▼
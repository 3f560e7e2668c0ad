//! HTTP-level adapter tests against a local mock server

use std::time::Duration;

use genrelay::ai::{AnthropicAdapter, OllamaAdapter, OpenAiAdapter};
use genrelay::{
    AdapterKind, Dispatcher, ErrorKind, GenerationRequest, HealthState, Message, ServiceAdapter,
    ServiceConfig,
};
use serde_json::json;
use wiremock::matchers::{body_partial_json, header, method, path};
use wiremock::{Mock, MockServer, ResponseTemplate};

fn openai(server: &MockServer) -> OpenAiAdapter {
    let config = ServiceConfig::new(AdapterKind::OpenAi)
        .with_api_key("sk-test")
        .with_api_base(server.uri())
        .with_model("gpt-test")
        .with_timeout_secs(5);
    OpenAiAdapter::new("openai", &config).unwrap()
}

fn anthropic(server: &MockServer) -> AnthropicAdapter {
    let config = ServiceConfig::new(AdapterKind::Anthropic)
        .with_api_key("sk-ant-test")
        .with_api_base(server.uri())
        .with_timeout_secs(5);
    AnthropicAdapter::new("anthropic", &config).unwrap()
}

fn ollama(server: &MockServer) -> OllamaAdapter {
    let config = ServiceConfig::new(AdapterKind::Ollama)
        .with_api_base(server.uri())
        .with_model("llama3:latest")
        .with_timeout_secs(5);
    OllamaAdapter::new("ollama", &config).unwrap()
}

fn openai_success(content: &str) -> serde_json::Value {
    json!({
        "id": "chatcmpl-1",
        "model": "gpt-test",
        "choices": [{"message": {"role": "assistant", "content": content}, "finish_reason": "stop"}],
        "usage": {"prompt_tokens": 12, "completion_tokens": 4, "total_tokens": 16}
    })
}

// =============================================================================
// OpenAI
// =============================================================================

#[tokio::test]
async fn openai_success_populates_envelope() {
    let server = MockServer::start().await;
    Mock::given(method("POST"))
        .and(path("/chat/completions"))
        .and(header("authorization", "Bearer sk-test"))
        .and(body_partial_json(json!({
            "model": "gpt-test",
            "messages": [
                {"role": "system", "content": "be brief"},
                {"role": "user", "content": "hi"}
            ],
            "max_tokens": 64
        })))
        .respond_with(ResponseTemplate::new(200).set_body_json(openai_success("hello")))
        .expect(1)
        .mount(&server)
        .await;

    let request = GenerationRequest::new(vec![Message::system("be brief"), Message::user("hi")])
        .with_max_tokens(64);
    let envelope = openai(&server).generate(&request).await.unwrap();

    assert_eq!(envelope.content, "hello");
    assert_eq!(envelope.service, "openai");
    assert_eq!(envelope.model, "gpt-test");
    assert_eq!(envelope.usage.total_tokens, 16);
    assert!(!envelope.cached);
    assert_eq!(envelope.metadata["finish_reason"], "stop");
    assert_eq!(envelope.metadata["response_id"], "chatcmpl-1");
}

#[tokio::test]
async fn openai_structured_output_requests_json_mode() {
    let server = MockServer::start().await;
    Mock::given(method("POST"))
        .and(path("/chat/completions"))
        .and(body_partial_json(json!({"response_format": {"type": "json_object"}})))
        .respond_with(ResponseTemplate::new(200).set_body_json(openai_success("{\"ok\": true}")))
        .expect(1)
        .mount(&server)
        .await;

    let request = GenerationRequest::from_prompt("json please").with_structured_output(true);
    let envelope = openai(&server).generate(&request).await.unwrap();
    assert_eq!(envelope.parse_structured().unwrap()["ok"], true);
}

#[tokio::test]
async fn openai_status_mapping() {
    let cases = [
        (401, ErrorKind::Authentication, false),
        (403, ErrorKind::Authentication, false),
        (500, ErrorKind::ServerError, true),
        (503, ErrorKind::ServerError, true),
        (504, ErrorKind::Timeout, true),
        (400, ErrorKind::Unknown, false),
        (418, ErrorKind::Unknown, true),
    ];

    for (status, kind, retryable) in cases {
        let server = MockServer::start().await;
        Mock::given(method("POST"))
            .respond_with(ResponseTemplate::new(status).set_body_string("nope"))
            .mount(&server)
            .await;

        let err = openai(&server)
            .generate(&GenerationRequest::from_prompt("hi"))
            .await
            .unwrap_err();
        assert_eq!(err.kind, kind, "status {}", status);
        assert_eq!(err.retryable, retryable, "status {}", status);
        assert_eq!(err.status, Some(status));
        assert_eq!(err.service, "openai");
    }
}

#[tokio::test]
async fn openai_rate_limit_carries_retry_after() {
    let server = MockServer::start().await;
    Mock::given(method("POST"))
        .respond_with(
            ResponseTemplate::new(429)
                .insert_header("retry-after", "7")
                .set_body_string("slow down"),
        )
        .mount(&server)
        .await;

    let err = openai(&server)
        .generate(&GenerationRequest::from_prompt("hi"))
        .await
        .unwrap_err();
    assert_eq!(err.kind, ErrorKind::RateLimited);
    assert!(err.retryable);
    assert_eq!(err.retry_after, Some(Duration::from_secs(7)));
}

#[tokio::test]
async fn openai_empty_and_malformed_bodies_are_invalid() {
    let server = MockServer::start().await;
    Mock::given(method("POST"))
        .respond_with(ResponseTemplate::new(200).set_body_json(openai_success("")))
        .up_to_n_times(1)
        .mount(&server)
        .await;
    Mock::given(method("POST"))
        .respond_with(ResponseTemplate::new(200).set_body_string("{not json"))
        .mount(&server)
        .await;

    let adapter = openai(&server);
    let request = GenerationRequest::from_prompt("hi");

    let empty = adapter.generate(&request).await.unwrap_err();
    assert_eq!(empty.kind, ErrorKind::InvalidResponse);
    assert!(empty.retryable);

    let malformed = adapter.generate(&request).await.unwrap_err();
    assert_eq!(malformed.kind, ErrorKind::InvalidResponse);
}

#[tokio::test]
async fn openai_probe_maps_to_health() {
    let server = MockServer::start().await;
    Mock::given(method("POST"))
        .and(body_partial_json(json!({"max_tokens": 1})))
        .respond_with(ResponseTemplate::new(200).set_body_json(openai_success("p")))
        .expect(1)
        .mount(&server)
        .await;

    let status = openai(&server).health_check().await;
    assert_eq!(status.state, HealthState::Healthy);
    assert!(status.latency_ms.is_some());
}

#[tokio::test]
async fn openai_unreachable_is_retryable_unknown() {
    let config = ServiceConfig::new(AdapterKind::OpenAi)
        .with_api_key("sk-test")
        .with_api_base("http://127.0.0.1:1")
        .with_timeout_secs(2);
    let adapter = OpenAiAdapter::new("openai", &config).unwrap();

    let err = adapter
        .generate(&GenerationRequest::from_prompt("hi"))
        .await
        .unwrap_err();
    assert!(matches!(err.kind, ErrorKind::Unknown | ErrorKind::Timeout));
    assert!(err.retryable);
}

// =============================================================================
// Anthropic
// =============================================================================

#[tokio::test]
async fn anthropic_success_lifts_system_prompt() {
    let server = MockServer::start().await;
    Mock::given(method("POST"))
        .and(path("/messages"))
        .and(header("x-api-key", "sk-ant-test"))
        .and(header("anthropic-version", "2023-06-01"))
        .and(body_partial_json(json!({
            "system": "be brief",
            "messages": [{"role": "user", "content": "hi"}]
        })))
        .respond_with(ResponseTemplate::new(200).set_body_json(json!({
            "id": "msg_1",
            "model": "claude-test",
            "content": [{"type": "text", "text": "hel"}, {"type": "text", "text": "lo"}],
            "stop_reason": "end_turn",
            "usage": {"input_tokens": 9, "output_tokens": 2}
        })))
        .expect(1)
        .mount(&server)
        .await;

    let request = GenerationRequest::new(vec![Message::system("be brief"), Message::user("hi")]);
    let envelope = anthropic(&server).generate(&request).await.unwrap();

    assert_eq!(envelope.content, "hello");
    assert_eq!(envelope.model, "claude-test");
    assert_eq!(envelope.usage.prompt_tokens, 9);
    assert_eq!(envelope.usage.total_tokens, 11);
    assert_eq!(envelope.metadata["stop_reason"], "end_turn");
}

#[tokio::test]
async fn anthropic_overloaded_is_server_error() {
    let server = MockServer::start().await;
    Mock::given(method("POST"))
        .respond_with(ResponseTemplate::new(529).set_body_json(json!({
            "type": "error",
            "error": {"type": "overloaded_error", "message": "Overloaded"}
        })))
        .mount(&server)
        .await;

    let err = anthropic(&server)
        .generate(&GenerationRequest::from_prompt("hi"))
        .await
        .unwrap_err();
    assert_eq!(err.kind, ErrorKind::ServerError);
    assert!(err.retryable);
    assert_eq!(err.status, Some(529));
}

#[tokio::test]
async fn anthropic_error_types() {
    let cases = [
        (401, "authentication_error", ErrorKind::Authentication),
        (429, "rate_limit_error", ErrorKind::RateLimited),
        (400, "invalid_request_error", ErrorKind::Unknown),
        (500, "api_error", ErrorKind::ServerError),
    ];

    for (status, error_type, kind) in cases {
        let server = MockServer::start().await;
        Mock::given(method("POST"))
            .respond_with(ResponseTemplate::new(status).set_body_json(json!({
                "type": "error",
                "error": {"type": error_type, "message": "details"}
            })))
            .mount(&server)
            .await;

        let err = anthropic(&server)
            .generate(&GenerationRequest::from_prompt("hi"))
            .await
            .unwrap_err();
        assert_eq!(err.kind, kind, "{}", error_type);
    }
}

#[tokio::test]
async fn anthropic_no_text_blocks_is_invalid() {
    let server = MockServer::start().await;
    Mock::given(method("POST"))
        .respond_with(ResponseTemplate::new(200).set_body_json(json!({
            "content": [],
            "usage": {"input_tokens": 1, "output_tokens": 0}
        })))
        .mount(&server)
        .await;

    let err = anthropic(&server)
        .generate(&GenerationRequest::from_prompt("hi"))
        .await
        .unwrap_err();
    assert_eq!(err.kind, ErrorKind::InvalidResponse);
}

// =============================================================================
// Ollama
// =============================================================================

#[tokio::test]
async fn ollama_chat_success() {
    let server = MockServer::start().await;
    Mock::given(method("POST"))
        .and(path("/api/chat"))
        .and(body_partial_json(json!({
            "stream": false,
            "format": "json",
            "options": {"num_predict": 32}
        })))
        .respond_with(ResponseTemplate::new(200).set_body_json(json!({
            "model": "llama3:latest",
            "message": {"role": "assistant", "content": "{\"a\": 1}"},
            "done": true,
            "done_reason": "stop",
            "prompt_eval_count": 20,
            "eval_count": 6
        })))
        .expect(1)
        .mount(&server)
        .await;

    let request = GenerationRequest::from_prompt("hi")
        .with_max_tokens(32)
        .with_structured_output(true);
    let envelope = ollama(&server).generate(&request).await.unwrap();

    assert_eq!(envelope.usage.total_tokens, 26);
    assert_eq!(envelope.metadata["done_reason"], "stop");
    assert_eq!(envelope.parse_structured().unwrap()["a"], 1);
}

#[tokio::test]
async fn ollama_health_uses_model_list() {
    let server = MockServer::start().await;
    Mock::given(method("GET"))
        .and(path("/api/tags"))
        .respond_with(ResponseTemplate::new(200).set_body_json(json!({
            "models": [{"name": "mistral:latest"}]
        })))
        .mount(&server)
        .await;

    let status = ollama(&server).health_check().await;
    assert_eq!(status.state, HealthState::Degraded);
    assert!(status.error.unwrap().contains("ollama pull"));
}

#[tokio::test]
async fn ollama_health_rejects_unreadable_model_list() {
    let server = MockServer::start().await;
    Mock::given(method("GET"))
        .and(path("/api/tags"))
        .respond_with(ResponseTemplate::new(200).set_body_string("<html>proxy error</html>"))
        .mount(&server)
        .await;

    let status = ollama(&server).health_check().await;
    assert_eq!(status.state, HealthState::Unhealthy);
    assert!(status.error.unwrap().contains("unreadable model list"));
}

#[tokio::test]
async fn ollama_huge_token_counts_do_not_panic() {
    let server = MockServer::start().await;
    Mock::given(method("POST"))
        .and(path("/api/chat"))
        .respond_with(ResponseTemplate::new(200).set_body_json(json!({
            "message": {"role": "assistant", "content": "ok"},
            "done_reason": "stop",
            "prompt_eval_count": u32::MAX,
            "eval_count": 1
        })))
        .mount(&server)
        .await;

    let envelope = ollama(&server)
        .generate(&GenerationRequest::from_prompt("hi"))
        .await
        .unwrap();
    assert_eq!(envelope.usage.prompt_tokens, u32::MAX);
    assert_eq!(envelope.usage.total_tokens, u32::MAX);
}

// =============================================================================
// Dispatcher over HTTP
// =============================================================================

#[tokio::test]
async fn dispatcher_falls_back_across_backends() {
    let failing = MockServer::start().await;
    Mock::given(method("POST"))
        .respond_with(ResponseTemplate::new(503).set_body_string("unavailable"))
        .expect(2)
        .mount(&failing)
        .await;

    let local = MockServer::start().await;
    Mock::given(method("POST"))
        .and(path("/api/chat"))
        .respond_with(ResponseTemplate::new(200).set_body_json(json!({
            "message": {"role": "assistant", "content": "from local"},
            "done_reason": "stop"
        })))
        .expect(1)
        .mount(&local)
        .await;

    let dispatcher = Dispatcher::builder()
        .add_adapter(openai(&failing))
        .add_adapter(ollama(&local))
        .fallback_chain(["openai", "ollama"])
        .base_delay(Duration::from_millis(10))
        .max_retries(2)
        .build();

    let envelope = dispatcher
        .generate(&GenerationRequest::from_prompt("hi"), Some("openai"))
        .await
        .unwrap();
    assert_eq!(envelope.service, "ollama");
    assert_eq!(envelope.content, "from local");
}
//! Generation Service Abstraction
//!
//! Defines the `ServiceAdapter` trait that every backend implements, plus the
//! request/response types shared by all of them. Adapters return
//! `ResponseEnvelope` on success and a classified `DispatchError` on failure;
//! they never retry on their own.
//!
//! ## Modules
//!
//! - `dispatcher`: candidate ordering, retry with backoff, fallback
//! - `health`: TTL-cached health probes per service

mod anthropic;
mod dispatcher;
mod health;
mod ollama;
mod openai;

#[cfg(test)]
pub(crate) mod mock;

pub use anthropic::AnthropicAdapter;
pub use dispatcher::{
    DispatchConfig, DispatchOptions, Dispatcher, DispatcherBuilder, ServiceSelector,
};
pub use health::{HealthMonitor, HealthState, HealthStatus};
pub use ollama::OllamaAdapter;
pub use openai::OpenAiAdapter;

use std::collections::BTreeMap;
use std::sync::Arc;
use std::time::{Duration, Instant};

use async_trait::async_trait;
use serde::{Deserialize, Serialize};
use serde_json::Value;

use crate::config::{AdapterKind, ServiceConfig};
use crate::constants::{health as health_constants, request as request_constants};
use crate::types::{DispatchError, ErrorClassifier, RelayError, Result};

// =============================================================================
// Request
// =============================================================================

/// Message author role
#[derive(Debug, Clone, Copy, PartialEq, Eq, Hash, Serialize, Deserialize)]
#[serde(rename_all = "lowercase")]
pub enum Role {
    System,
    User,
    Assistant,
}

impl Role {
    pub fn as_str(&self) -> &'static str {
        match self {
            Role::System => "system",
            Role::User => "user",
            Role::Assistant => "assistant",
        }
    }
}

impl std::fmt::Display for Role {
    fn fmt(&self, f: &mut std::fmt::Formatter<'_>) -> std::fmt::Result {
        f.write_str(self.as_str())
    }
}

/// One role-tagged message
#[derive(Debug, Clone, PartialEq, Eq, Serialize, Deserialize)]
pub struct Message {
    pub role: Role,
    pub content: String,
}

impl Message {
    pub fn new(role: Role, content: impl Into<String>) -> Self {
        Self {
            role,
            content: content.into(),
        }
    }

    pub fn system(content: impl Into<String>) -> Self {
        Self::new(Role::System, content)
    }

    pub fn user(content: impl Into<String>) -> Self {
        Self::new(Role::User, content)
    }

    pub fn assistant(content: impl Into<String>) -> Self {
        Self::new(Role::Assistant, content)
    }
}

/// A generation request
///
/// Message order is preserved exactly as given. The request is immutable once
/// built; adapters only ever borrow it.
#[derive(Debug, Clone, PartialEq)]
pub struct GenerationRequest {
    messages: Vec<Message>,
    temperature: f32,
    max_tokens: u32,
    structured_output: bool,
}

impl GenerationRequest {
    pub fn new(messages: Vec<Message>) -> Self {
        Self {
            messages,
            temperature: request_constants::DEFAULT_TEMPERATURE,
            max_tokens: request_constants::DEFAULT_MAX_TOKENS,
            structured_output: false,
        }
    }

    /// Single user message with default parameters
    pub fn from_prompt(prompt: impl Into<String>) -> Self {
        Self::new(vec![Message::user(prompt)])
    }

    /// Minimal request used by health probes
    pub fn probe() -> Self {
        Self::from_prompt(health_constants::PROBE_PROMPT)
            .with_temperature(0.0)
            .with_max_tokens(health_constants::PROBE_MAX_TOKENS)
    }

    pub fn with_temperature(mut self, temperature: f32) -> Self {
        self.temperature = temperature;
        self
    }

    pub fn with_max_tokens(mut self, max_tokens: u32) -> Self {
        self.max_tokens = max_tokens;
        self
    }

    pub fn with_structured_output(mut self, structured: bool) -> Self {
        self.structured_output = structured;
        self
    }

    pub fn messages(&self) -> &[Message] {
        &self.messages
    }

    pub fn temperature(&self) -> f32 {
        self.temperature
    }

    pub fn max_tokens(&self) -> u32 {
        self.max_tokens
    }

    pub fn structured_output(&self) -> bool {
        self.structured_output
    }
}

// =============================================================================
// Response Envelope
// =============================================================================

/// Token counts reported by the backend (zero when unavailable)
#[derive(Debug, Clone, Copy, Default, PartialEq, Eq, Serialize, Deserialize)]
pub struct TokenUsage {
    pub prompt_tokens: u32,
    pub completion_tokens: u32,
    pub total_tokens: u32,
}

impl TokenUsage {
    pub fn new(prompt_tokens: u32, completion_tokens: u32) -> Self {
        Self {
            prompt_tokens,
            completion_tokens,
            total_tokens: prompt_tokens.saturating_add(completion_tokens),
        }
    }

    /// Use the backend's total when it reports one
    pub fn with_reported_total(prompt_tokens: u32, completion_tokens: u32, total: Option<u32>) -> Self {
        Self {
            prompt_tokens,
            completion_tokens,
            total_tokens: total.unwrap_or(prompt_tokens.saturating_add(completion_tokens)),
        }
    }
}

/// Normalized result of a successful generation
#[derive(Debug, Clone, PartialEq, Serialize)]
pub struct ResponseEnvelope {
    /// Generated text
    pub content: String,
    /// Name of the service that served the request
    pub service: String,
    /// Model that produced the content
    pub model: String,
    /// Token counts
    pub usage: TokenUsage,
    /// Wall-clock latency of the serving call
    pub latency_ms: u64,
    /// Always false here; callers may wrap the dispatcher with their own cache
    pub cached: bool,
    /// Adapter-specific extras (finish reason, response id, ...)
    pub metadata: BTreeMap<String, Value>,
}

impl ResponseEnvelope {
    pub fn new(
        content: impl Into<String>,
        service: impl Into<String>,
        model: impl Into<String>,
    ) -> Self {
        Self {
            content: content.into(),
            service: service.into(),
            model: model.into(),
            usage: TokenUsage::default(),
            latency_ms: 0,
            cached: false,
            metadata: BTreeMap::new(),
        }
    }

    pub fn with_usage(mut self, usage: TokenUsage) -> Self {
        self.usage = usage;
        self
    }

    pub fn with_latency(mut self, latency: Duration) -> Self {
        self.latency_ms = latency.as_millis() as u64;
        self
    }

    /// Attach a metadata entry; `None` values are skipped
    pub fn with_metadata(mut self, key: &str, value: Option<impl Into<Value>>) -> Self {
        if let Some(value) = value {
            self.metadata.insert(key.to_string(), value.into());
        }
        self
    }

    /// Defensively parse the content as JSON
    ///
    /// Backends that cannot guarantee structured output may wrap JSON in code
    /// fences or prose; this strips and repairs what it can.
    pub fn parse_structured(&self) -> std::result::Result<Value, DispatchError> {
        crate::ai::structured::parse_structured(&self.content)
            .map_err(|reason| DispatchError::invalid_response(&self.service, reason))
    }
}

// =============================================================================
// Service Adapter Trait
// =============================================================================

/// Immutable identity of one adapter
#[derive(Debug, Clone, PartialEq, Eq, Serialize)]
pub struct ServiceIdentity {
    /// Unique service key
    pub name: String,
    /// Model used when the request does not say otherwise
    pub default_model: String,
    /// Whether required credentials/endpoint are present
    pub configured: bool,
}

impl ServiceIdentity {
    pub fn new(name: impl Into<String>, default_model: impl Into<String>, configured: bool) -> Self {
        Self {
            name: name.into(),
            default_model: default_model.into(),
            configured,
        }
    }
}

/// Uniform capability contract for one generation backend
#[async_trait]
pub trait ServiceAdapter: Send + Sync {
    /// Service identity (no side effects)
    fn identity(&self) -> &ServiceIdentity;

    /// Whether the backend can guarantee well-formed structured output
    fn supports_structured_output(&self) -> bool;

    /// Perform exactly one outbound generation call
    async fn generate(
        &self,
        request: &GenerationRequest,
    ) -> std::result::Result<ResponseEnvelope, DispatchError>;

    /// Low-cost probe mapped into a health status; never fails
    async fn health_check(&self) -> HealthStatus {
        let start = Instant::now();
        let result = self.generate(&GenerationRequest::probe()).await;
        HealthStatus::from_probe(result.map(|_| ()), start.elapsed())
    }

    fn name(&self) -> &str {
        &self.identity().name
    }

    fn is_configured(&self) -> bool {
        self.identity().configured
    }
}

/// Shared adapter handle for concurrent dispatch
pub type SharedAdapter = Arc<dyn ServiceAdapter>;

/// Create a shared adapter from configuration
pub fn create_adapter(name: &str, config: &ServiceConfig) -> Result<SharedAdapter> {
    let adapter: SharedAdapter = match config.kind {
        AdapterKind::OpenAi => Arc::new(OpenAiAdapter::new(name, config)?),
        AdapterKind::Anthropic => Arc::new(AnthropicAdapter::new(name, config)?),
        AdapterKind::Ollama => Arc::new(OllamaAdapter::new(name, config)?),
    };
    Ok(adapter)
}

// =============================================================================
// Shared HTTP helpers
// =============================================================================

pub(crate) fn build_http_client(timeout_secs: u64) -> Result<reqwest::Client> {
    reqwest::Client::builder()
        .timeout(Duration::from_secs(timeout_secs))
        .build()
        .map_err(RelayError::Http)
}

/// Resolve a configured key, falling back to the vendor's env var
pub(crate) fn resolve_api_key(configured: Option<&str>, env_var: &str) -> Option<String> {
    configured
        .map(str::to_string)
        .or_else(|| std::env::var(env_var).ok())
        .filter(|key| !key.trim().is_empty())
}

/// Read a failed response and classify it by status
pub(crate) async fn classify_failed_response(
    response: reqwest::Response,
    service: &str,
) -> DispatchError {
    let status = response.status().as_u16();
    let retry_after = ErrorClassifier::parse_retry_after(response.headers());
    let body = response.text().await.unwrap_or_default();
    ErrorClassifier::classify_http_status(status, &body, service, retry_after)
}

#[cfg(test)]
mod tests {
    use super::*;
    use crate::types::ErrorKind;

    struct ProbeOnly {
        identity: ServiceIdentity,
        outcome: std::result::Result<(), ErrorKind>,
    }

    #[async_trait]
    impl ServiceAdapter for ProbeOnly {
        fn identity(&self) -> &ServiceIdentity {
            &self.identity
        }

        fn supports_structured_output(&self) -> bool {
            false
        }

        async fn generate(
            &self,
            request: &GenerationRequest,
        ) -> std::result::Result<ResponseEnvelope, DispatchError> {
            assert_eq!(request.max_tokens(), health_constants::PROBE_MAX_TOKENS);
            match self.outcome {
                Ok(()) => Ok(ResponseEnvelope::new("pong", self.name(), "m")),
                Err(kind) => Err(DispatchError::new(kind, self.name(), "probe failed")),
            }
        }
    }

    #[tokio::test]
    async fn test_default_health_check_maps_outcomes() {
        let ok = ProbeOnly {
            identity: ServiceIdentity::new("a", "m", true),
            outcome: Ok(()),
        };
        let status = ok.health_check().await;
        assert_eq!(status.state, HealthState::Healthy);
        assert!(status.latency_ms.is_some());

        let down = ProbeOnly {
            identity: ServiceIdentity::new("b", "m", true),
            outcome: Err(ErrorKind::ServerError),
        };
        let status = down.health_check().await;
        assert_eq!(status.state, HealthState::Unhealthy);
        assert!(status.error.as_deref().unwrap_or("").contains("probe failed"));
        assert!(status.latency_ms.is_some());

        let throttled = ProbeOnly {
            identity: ServiceIdentity::new("c", "m", true),
            outcome: Err(ErrorKind::RateLimited),
        };
        assert_eq!(throttled.health_check().await.state, HealthState::Degraded);
    }

    #[test]
    fn test_request_builder_preserves_order() {
        let request = GenerationRequest::new(vec![
            Message::system("be brief"),
            Message::user("hi"),
            Message::assistant("hello"),
            Message::user("again"),
        ])
        .with_temperature(0.2)
        .with_max_tokens(64)
        .with_structured_output(true);

        let roles: Vec<Role> = request.messages().iter().map(|m| m.role).collect();
        assert_eq!(
            roles,
            vec![Role::System, Role::User, Role::Assistant, Role::User]
        );
        assert_eq!(request.max_tokens(), 64);
        assert!(request.structured_output());
    }

    #[test]
    fn test_token_usage_totals() {
        assert_eq!(TokenUsage::new(100, 50).total_tokens, 150);
        assert_eq!(
            TokenUsage::with_reported_total(100, 50, Some(160)).total_tokens,
            160
        );
        assert_eq!(TokenUsage::default().total_tokens, 0);
    }

    #[test]
    fn test_token_usage_saturates_on_huge_counts() {
        assert_eq!(TokenUsage::new(u32::MAX, 1).total_tokens, u32::MAX);
        assert_eq!(
            TokenUsage::with_reported_total(u32::MAX, u32::MAX, None).total_tokens,
            u32::MAX
        );
    }

    #[test]
    fn test_envelope_metadata_skips_none() {
        let envelope = ResponseEnvelope::new("x", "svc", "m")
            .with_metadata("finish_reason", Some("stop"))
            .with_metadata("response_id", None::<String>);
        assert_eq!(envelope.metadata.len(), 1);
        assert!(!envelope.cached);
    }

    #[test]
    fn test_parse_structured_reports_invalid_response() {
        let envelope = ResponseEnvelope::new("```json\n{\"a\": 1}\n```", "svc", "m");
        assert_eq!(envelope.parse_structured().unwrap()["a"], 1);

        let prose = ResponseEnvelope::new("no json here", "svc", "m");
        let err = prose.parse_structured().unwrap_err();
        assert_eq!(err.kind, ErrorKind::InvalidResponse);
        assert_eq!(err.service, "svc");
    }

    #[test]
    fn test_create_adapter_by_kind() {
        let openai = create_adapter(
            "primary",
            &ServiceConfig::new(AdapterKind::OpenAi).with_api_key("sk-test"),
        )
        .unwrap();
        assert_eq!(openai.name(), "primary");
        assert!(openai.is_configured());
        assert!(openai.supports_structured_output());

        let anthropic = create_adapter(
            "claude",
            &ServiceConfig::new(AdapterKind::Anthropic).with_api_key("sk-ant"),
        )
        .unwrap();
        assert!(!anthropic.supports_structured_output());

        let ollama = create_adapter("local", &ServiceConfig::new(AdapterKind::Ollama)).unwrap();
        assert!(ollama.is_configured());
    }
}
▲
From the material given, work out how many lines hold the string "RelayError"; state that number and nothing further.

## Problem solution
2